Ester Ramos Carmona, Morgan Sadr-Hashemi

#data #dev-tools

Context and Problem Statement

Our data warehouse is getting more complex as the business grows and we need to find a tool to control and transform the data, so we can gain insights from it. Currently, we get all the raw data into BigQuery using Estuary but we don't perform any kind of clean-up or transformation to it.

Decision Drivers

  • Widely used
  • Friendly language
  • Can connect with Bigquery
  • Testing
  • Version Control

Considered Options

  • dbt (data building tool)
  • Dataform
  • Datameer
  • Alteryx

Decision Outcome

Chosen option: "dbt", because from all the other tools it's the only one focused on the T on ETL, so you get more features and options. Some of the other options don't offer a command-line, or we have to join a waitlist to use it, or they're really expensive. Furthermore, several people in our team are already familiarised with dbt so that's a plus.

Some of the features:

  • It's written on SQL which makes it more accessible for everyone on the tech team compared to other languages.
  • It has version control and integrates with GitHub.
  • It has dependency management: you only run what you need to and not everything everytime.
  • It writes documentation automatically.
  • We'll be able to test the data quality, types and logic among other things.
  • It connects with Bigquery seamlessly.
  • I (Ester) have used it before so the setup will be easier than with other tools.

Positive Consequences

  • More control over the transformation changes (we're currently manually creating views on BigQuery)
  • We'll be able to test the data.
  • Better visibility of the table dependencies.
  • We'll be able to have near real-time data using lambda architectures.

Negative Consequences

  • SQL makes it less readable compared to an interactive UI.
  • dbt can be very complex at times, requiring us to rewrite macros used at the backend. This can slow development.

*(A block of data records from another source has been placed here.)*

// git-town-rs: Git Town Branching Workflow Tool - Rust Port
//
// SPDX-FileCopyrightText: 2026 Romeo Ahmed
// SPDX-License-Identifier: GPL-3.0-or-later

//! Git backend abstraction layer.
//!
//! ```text
//! Backend (facade, owns the repo path)
//!    |                |
//!    v                v
//! GitQuery (read)  GitMutation (write)
//! GixBackend       ShellBackend
//! pure Rust gix    git CLI subprocess
//! ```
//!
//! Steps and validation talk to [`Backend`] only; the traits exist so tests
//! can exercise query and mutation paths independently.

pub mod backend;

pub use backend::Backend;

use serde::{Deserialize, Serialize};

/// A branch name. Non-empty, case-sensitive, no leading `refs/heads/`.
#[derive(Clone, PartialEq, Eq, PartialOrd, Ord, Hash, Serialize, Deserialize)]
#[serde(transparent)]
pub struct BranchName(String);

impl std::fmt::Debug for BranchName {
    fn fmt(&self, f: &mut std::fmt::Formatter<'_>) -> std::fmt::Result {
        write!(f, "{:?}", self.0)
    }
}

impl BranchName {
    /// Wraps a raw branch name.
    #[must_use]
    pub fn new(name: impl Into<String>) -> Self {
        Self(name.into())
    }

    /// The raw string form.
    #[must_use]
    pub fn as_str(&self) -> &str {
        &self.0
    }

    /// The tracking branch on origin for this branch.
    #[must_use]
    pub fn at_origin(&self) -> String {
        format!("origin/{}", self.0)
    }
}

impl std::fmt::Display for BranchName {
    fn fmt(&self, f: &mut std::fmt::Formatter<'_>) -> std::fmt::Result {
        f.write_str(&self.0)
    }
}

impl From<&str> for BranchName {
    fn from(name: &str) -> Self {
        Self(name.to_string())
    }
}

impl From<String> for BranchName {
    fn from(name: String) -> Self {
        Self(name)
    }
}

/// An opaque 40-hex commit identifier.
#[derive(Debug, Clone, PartialEq, Eq, Hash, Serialize, Deserialize)]
#[serde(transparent)]
pub struct Sha(String);

impl Sha {
    /// Wraps a raw commit id.
    #[must_use]
    pub fn new(sha: impl Into<String>) -> Self {
        Self(sha.into())
    }

    /// The raw hex form.
    #[must_use]
    pub fn as_str(&self) -> &str {
        &self.0
    }

    /// The abbreviated form used in messages.
    #[must_use]
    pub fn short(&self) -> &str {
        &self.0[..self.0.len().min(7)]
    }
}

impl std::fmt::Display for Sha {
    fn fmt(&self, f: &mut std::fmt::Formatter<'_>) -> std::fmt::Result {
        f.write_str(&self.0)
    }
}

Pros and Cons of the Options

Dataform

Create and manage a centralized data model the same way you build software. SQLX extends the BigQuery SQL dialect to add features that support dependency management, testing, documentation, and more.

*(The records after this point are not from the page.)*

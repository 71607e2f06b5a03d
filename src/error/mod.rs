// git-town-rs: Git Town Branching Workflow Tool - Rust Port
//
// SPDX-FileCopyrightText: 2026 Romeo Ahmed
// SPDX-License-Identifier: GPL-3.0-or-later

//! Error handling module.
//!
//! ```text
//!              TownError (~16 bytes)
//!                     |
//!   +----+----+----+----+----+----+----+
//!   |    |    |    |    |    |    |    |
//!   v    v    v    v    v    v    v    v
//! Bail  Git Forge Cfg  Run  Val  Io  Other
//!       Box  Box  Box  Box  Box  Box Box<str>
//!
//! Sub-errors (unboxed internally):
//!   Git      Gix, CommandFailed, BranchNotFound
//!   Forge    Reqwest, HttpError, NoConnector
//!   Config   InvalidValue, MissingKey, LineageCycle
//!   Runstate Incompatible, Io, NothingToDo
//!   Validate NotARepository, UnfinishedRun, ...
//!
//! All variants boxed => TownError stays pointer-sized.
//! ```

use thiserror::Error;

/// Convenience alias for `anyhow::Result`.
pub type Result<T> = anyhow::Result<T>;

/// Result type using [`TownError`].
pub type TownResult<T> = std::result::Result<T, TownError>;

/// Top-level application error type.
///
/// All sub-errors are boxed to keep this enum small on the stack.
#[derive(Debug, Error)]
pub enum TownError {
    /// Fatal error that should terminate the application.
    #[error("fatal error: {0}")]
    Bailed(Box<str>),

    /// Git operation failed.
    #[error("{0}")]
    Git(#[from] Box<GitError>),

    /// Forge (hosting service) operation failed.
    #[error("forge error: {0}")]
    Forge(#[from] Box<ForgeError>),

    /// Configuration error.
    #[error("config error: {0}")]
    Config(#[from] Box<ConfigError>),

    /// Runstate persistence error.
    #[error("runstate error: {0}")]
    Runstate(#[from] Box<RunstateError>),

    /// Validation error.
    #[error("{0}")]
    Validate(#[from] Box<ValidateError>),

    /// I/O error.
    #[error("io error: {0}")]
    Io(Box<std::io::Error>),

    /// Generic error with message.
    #[error("{0}")]
    Other(Box<str>),
}

/// Create a fatal [`TownError::Bailed`] that terminates the application.
pub fn bail_out(message: impl Into<String>) -> TownError {
    TownError::Bailed(message.into().into_boxed_str())
}

// --- From implementations for boxing ---

/// Macro to generate `From` implementations that box the source error.
macro_rules! impl_from_boxed {
    ($($error:ty => $variant:ident),+ $(,)?) => {
        $(
            impl From<$error> for TownError {
                fn from(err: $error) -> Self {
                    TownError::$variant(Box::new(err))
                }
            }
        )+
    };
}

impl_from_boxed! {
    GitError => Git,
    ForgeError => Forge,
    ConfigError => Config,
    RunstateError => Runstate,
    ValidateError => Validate,
    std::io::Error => Io,
}

// --- Gix Errors ---

/// Wrapper for gix-specific errors.
///
/// gix has multiple error types that are converted through this enum.
/// Large error types are boxed to keep enum size manageable.
#[derive(Debug, Error)]
pub enum GixError {
    /// Failed to discover repository from path.
    #[error("failed to discover repository: {0}")]
    Discover(#[from] Box<gix::discover::Error>),

    /// Failed to get HEAD reference.
    #[error("failed to get head reference: {0}")]
    Head(#[from] gix::reference::find::existing::Error),

    /// Failed to resolve a revision to a commit.
    #[error("failed to resolve revision: {0}")]
    RevParse(#[from] Box<gix::revision::spec::parse::single::Error>),

    /// Failed to iterate references.
    #[error("failed to iterate references: {0}")]
    RefIter(String),
}

// --- Git Errors ---

/// Git operation errors.
#[derive(Debug, Error)]
pub enum GitError {
    /// Repository not found at the specified path.
    #[error("repository not found: {path}")]
    RepoNotFound { path: String },

    /// Git command execution failed.
    ///
    /// Carries the stderr tail and exit code so the runner can classify
    /// the failure (conflict vs. transient vs. fatal).
    #[error("git command failed: {command}\n{stderr}")]
    CommandFailed {
        command: String,
        stderr: String,
        exit_code: i32,
    },

    /// Error from gix library.
    #[error("gix error: {0}")]
    Gix(#[from] GixError),

    /// HEAD is detached where a branch is required.
    #[error("HEAD is detached; please check out a branch first")]
    DetachedHead,

    /// Branch not found.
    #[error("there is no branch named {branch:?}")]
    BranchNotFound { branch: String },

    /// Branch already exists.
    #[error("a branch named {branch:?} already exists")]
    BranchAlreadyExists { branch: String },
}

// --- Forge Errors ---

/// Forge (hosting service) operation errors.
#[derive(Debug, Error)]
pub enum ForgeError {
    /// No forge connector is configured for this repository.
    #[error(
        "this repository has no recognized hosting service; \
         configure \"git-town.code-hosting-driver\" to enable forge features"
    )]
    NoConnector,

    /// HTTP error response from the forge API.
    #[error("forge API error {status}: {url}")]
    HttpError { status: u16, url: String },

    /// Error from reqwest library.
    #[error("request error: {0}")]
    Reqwest(#[from] reqwest::Error),

    /// The forge does not support this operation.
    #[error("{forge} does not support {operation}")]
    Unsupported {
        forge: &'static str,
        operation: &'static str,
    },

    /// An API token is required but not configured.
    #[error("no API token configured; set \"git-town.{key}\"")]
    MissingToken { key: &'static str },
}

// --- Config Errors ---

/// Configuration-related errors.
#[derive(Debug, Error)]
pub enum ConfigError {
    /// Invalid configuration value.
    #[error("invalid value for {key:?}: {message}")]
    InvalidValue { key: String, message: String },

    /// Missing required configuration key.
    #[error("missing required configuration {key:?}")]
    MissingKey { key: String },

    /// A lineage edit would create a cycle.
    #[error("setting the parent of {child:?} to {parent:?} would create a lineage cycle")]
    LineageCycle { child: String, parent: String },
}

// --- Runstate Errors ---

/// Errors around the persisted state of an interrupted command.
#[derive(Debug, Error)]
pub enum RunstateError {
    /// The persisted runstate cannot be understood by this version.
    #[error(
        "cannot resume: the runstate at {path} was written by an \
         incompatible version ({message})"
    )]
    Incompatible { path: String, message: String },

    /// Reading or writing the runstate file failed.
    #[error("cannot access runstate at {path}: {source}")]
    Io {
        path: String,
        #[source]
        source: std::io::Error,
    },

    /// A recovery command was invoked but nothing is in progress.
    #[error("nothing to {command}")]
    NothingToDo { command: &'static str },
}

// --- Validation Errors ---

/// Pre-flight validation errors.
#[derive(Debug, Error)]
pub enum ValidateError {
    /// The working directory is not inside a git repository.
    #[error("this is not a git repository")]
    NotARepository,

    /// A previous command is unfinished.
    #[error(
        "you have an unfinished `{command}` in progress\n\
         please run \"git-town continue\", \"git-town abort\", or \"git-town skip\""
    )]
    UnfinishedRun { command: String },

    /// The working tree has uncommitted changes where a clean tree is required.
    #[error("this command requires a clean working tree; please commit or stash your changes")]
    DirtyWorkspace,

    /// The command targets a branch kind it cannot operate on.
    #[error("branch {branch:?} is not a feature branch; {command} only works on feature branches")]
    NotAFeatureBranch { branch: String, command: &'static str },

    /// The interactive prompt was aborted or returned no usable answer.
    #[error("aborted: {0}")]
    PromptAborted(String),
}

#[cfg(test)]
mod tests;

  • Good, because it was acquired by Google which means it supports BigQuery
  • Good, because it supports SQL statements. We can test and have version control.
  • Bad, because the signup process has finished and we'd have to join a waitlist to use it.

Datameer

Datameer is a SaaS data transformation platform that runs in Snowflake.

  • Good, because it has UI and command-line options allowing technical and non-technical members to collaborate.
  • Bad, because it's too focused on Snowflake, so it might not be as good with other platforms like BigQuery.
  • Bad (personal opinion), because they have a big part of their docs dedicated to dissing dbt but most/all the arguments against dbt were about its problem data visibility because it's all SQL (I don't think something being difficult means it lacks visibility).

Alteryx

Alteryx is more of a light-weight ETL tool for analysts.

  • Good, because it's usable for non-technical users.
  • Bad, because the server version is $55k annually.
  • Bad, because it doesn't have a command line option. You depend on the UI features for the transformations.